Who Is Qarrot?
Founded in 2012 by Aaron Gliksman, Qarrot is a Montreal-based company that develops employee recognition and engagement software for North American SMBs. While looking for relevant integrations for their own clients, the Qarrot team started using BambooHR — a tool built for exactly the type of organizations they serve. But what seemed logical on paper quickly showed its limits in the reality of a bilingual Canadian business.
The Problem: Paying More for Less
On the surface, BambooHR checked the boxes. The platform is popular, well-known in the SMB market, and the Qarrot team hadn’t done a deep comparison of alternatives before committing to it.
But the costs started adding up fast.
The monthly bill hovered around $300 USD — nearly 40% more expensive in Canadian dollars, depending on exchange rate fluctuations. On top of that, a minimum seat count exceeded the team’s actual headcount. The result: Qarrot was paying for capacity it wasn’t using, on a platform it was barely tapping at 10% of its capabilities.
“There was also pressure from the financial side of the business. We were paying for something that no longer fit us.”
The Operational Blind Spot: Manual Payroll
Beyond cost, it was the day-to-day HR operations that were causing friction.
Qarrot uses Employer D (Desjardins) as its payroll provider, a choice rooted in a long-standing relationship of trust between the company’s business partner and the institution. But BambooHR offered no native integration with Desjardins. Every two weeks, the payroll process involved manually exporting data: vacation days, sick leave, overtime. Everything had to be reconciled by hand.
That friction meant more than two hours of extra work per payroll cycle — not counting the manual distribution of pay stubs by email or Slack.
It’s the kind of invisible burden that never shows up in sales demos, but accumulates week after week.
The Tipping Point: Law 25
The final straw came from the legal side.
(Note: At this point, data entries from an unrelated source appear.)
//! Note endpoints.

use axum::extract::{Path, State};
use axum::routing::{get, post};
use axum::{Json, Router};
use chrono::Utc;
use serde_json::{json, Value};
use sqlx::SqlitePool;
use validator::Validate;

use crate::auth::CurrentUser;
use crate::models::Note;
use crate::patch::{merge, Patch};
use crate::routes::categories::ensure_category;
use crate::routes::events::ensure_event;
use crate::schemas::{NoteCreate, NotePatch, NoteResponse};
use crate::state::AppState;
use crate::{Error, Result};

pub fn router() -> Router<AppState> {
    Router::new()
        .route("/notes/", post(create_note).get(list_notes))
        .route("/notes/:note_id", get(get_note).put(update_note).delete(delete_note))
}

async fn fetch_note(pool: &SqlitePool, note_id: i64, owner: i64) -> Result<Note> {
    let note: Option<Note> = sqlx::query_as(
        "SELECT id, user_id, category_id, event_id, title, content, color_code, created_at \
         FROM notes WHERE id = $1 AND user_id = $2",
    )
    .bind(note_id)
    .bind(owner)
    .fetch_optional(pool)
    .await?;

    note.ok_or_else(|| Error::NotFound("Note not found.".to_string()))
}

async fn create_note(
    State(state): State<AppState>,
    user: CurrentUser,
    Json(body): Json<NoteCreate>,
) -> Result<Json<NoteResponse>> {
    body.validate().map_err(|e| Error::Validation(e.to_string()))?;

    if let Some(category_id) = body.category_id {
        ensure_category(&state.pool, category_id, user.id).await?;
    }
    if let Some(event_id) = body.event_id {
        ensure_event(&state.pool, event_id, user.id).await?;
    }

    let note: Note = sqlx::query_as(
        "INSERT INTO notes (user_id, category_id, event_id, title, content, color_code, created_at) \
         VALUES ($1, $2, $3, $4, $5, $6, $7) \
         RETURNING id, user_id, category_id, event_id, title, content, color_code, created_at",
    )
    .bind(user.id)
    .bind(body.category_id)
    .bind(body.event_id)
    .bind(&body.title)
    .bind(&body.content)
    .bind(&body.color_code)
    .bind(Utc::now().naive_utc())
    .fetch_one(&state.pool)
    .await?;

    Ok(Json(note.into()))
}

async fn list_notes(
    State(state): State<AppState>,
    user: CurrentUser,
) -> Result<Json<Vec<NoteResponse>>> {
    let notes: Vec<Note> = sqlx::query_as(
        "SELECT id, user_id, category_id, event_id, title, content, color_code, created_at \
         FROM notes WHERE user_id = $1 ORDER BY id",
    )
    .bind(user.id)
    .fetch_all(&state.pool)
    .await?;

    Ok(Json(notes.into_iter().map(NoteResponse::from).collect()))
}

async fn get_note(
    State(state): State<AppState>,
    user: CurrentUser,
    Path(note_id): Path<i64>,
) -> Result<Json<NoteResponse>> {
    let note = fetch_note(&state.pool, note_id, user.id).await?;
    Ok(Json(note.into()))
}

async fn update_note(
    State(state): State<AppState>,
    user: CurrentUser,
    Path(note_id): Path<i64>,
    Json(body): Json<NotePatch>,
) -> Result<Json<NoteResponse>> {
    let mut note = fetch_note(&state.pool, note_id, user.id).await?;

    if let Patch::Value(category_id) = body.category_id {
        ensure_category(&state.pool, category_id, user.id).await?;
    }
    if let Patch::Value(event_id) = body.event_id {
        ensure_event(&state.pool, event_id, user.id).await?;
    }

    merge(&mut note.title, body.title);
    merge(&mut note.content, body.content);
    body.category_id.apply_to(&mut note.category_id);
    body.event_id.apply_to(&mut note.event_id);
    merge(&mut note.color_code, body.color_code);

    sqlx::query(
        "UPDATE notes SET category_id = $1, event_id = $2, title = $3, content = $4, \
                          color_code = $5 \
         WHERE id = $6 AND user_id = $7",
    )
    .bind(note.category_id)
    .bind(note.event_id)
    .bind(&note.title)
    .bind(&note.content)
    .bind(&note.color_code)
    .bind(note.id)
    .bind(user.id)
    .execute(&state.pool)
    .await?;

    Ok(Json(note.into()))
}

async fn delete_note(
    State(state): State<AppState>,
    user: CurrentUser,
    Path(note_id): Path<i64>,
) -> Result<Json<Value>> {
    let result = sqlx::query("DELETE FROM notes WHERE id = $1 AND user_id = $2")
        .bind(note_id)
        .bind(user.id)
        .execute(&state.pool)
        .await?;

    if result.rows_affected() == 0 {
        return Err(Error::NotFound("Note not found.".to_string()));
    }

    Ok(Json(json!({ "detail": "Note deleted" })))
}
When the full obligations of Law 25 came into effect, Aaron and his team started asking questions that BambooHR couldn’t easily answer: Where is our employee data hosted? Who has access to it? What does the American CLOUD Act actually mean for us?
Add to that a linguistic reality: Qarrot is a bilingual team based in Montreal. BambooHR offered no French support. That was a blind spot that was hard to ignore.
The Transition to Folks
The switch to Folks HR directly addressed each identified pain point.
CAD billing eliminated exposure to exchange rate fluctuations. Per-seat pricing now matches the team’s actual size. Employee data is hosted in Canada, by a Canadian company not subject to US jurisdiction — which immediately resolves the CLOUD Act question.
Folks’ bilingual interface lets the whole team work in the language of their choice, in compliance with Law 96 requirements, and client support is available in English and French.
On the operational side, leave request management is now significantly simplified. And the next step is already in the works: benefiting from the native integration with Employer D, which will finally eliminate the manual payroll exports.
“Give Folks a chance. Better value, full onboarding, and reasonable pricing!”
What Qarrot’s Story Reveals
Qarrot isn’t an exceptional case. It’s the portrait of dozens of Canadian SMBs that adopted an American HR tool by default — because it was what the market offered, because it seemed to fit their needs, and because the hidden costs never appear in sales presentations.
The difference between “available in Canada” and “built for Canada” isn’t a marketing nuance. It’s measured in hours of manual work, exchange rate fees, compliance risks, and features that should have been included from the start.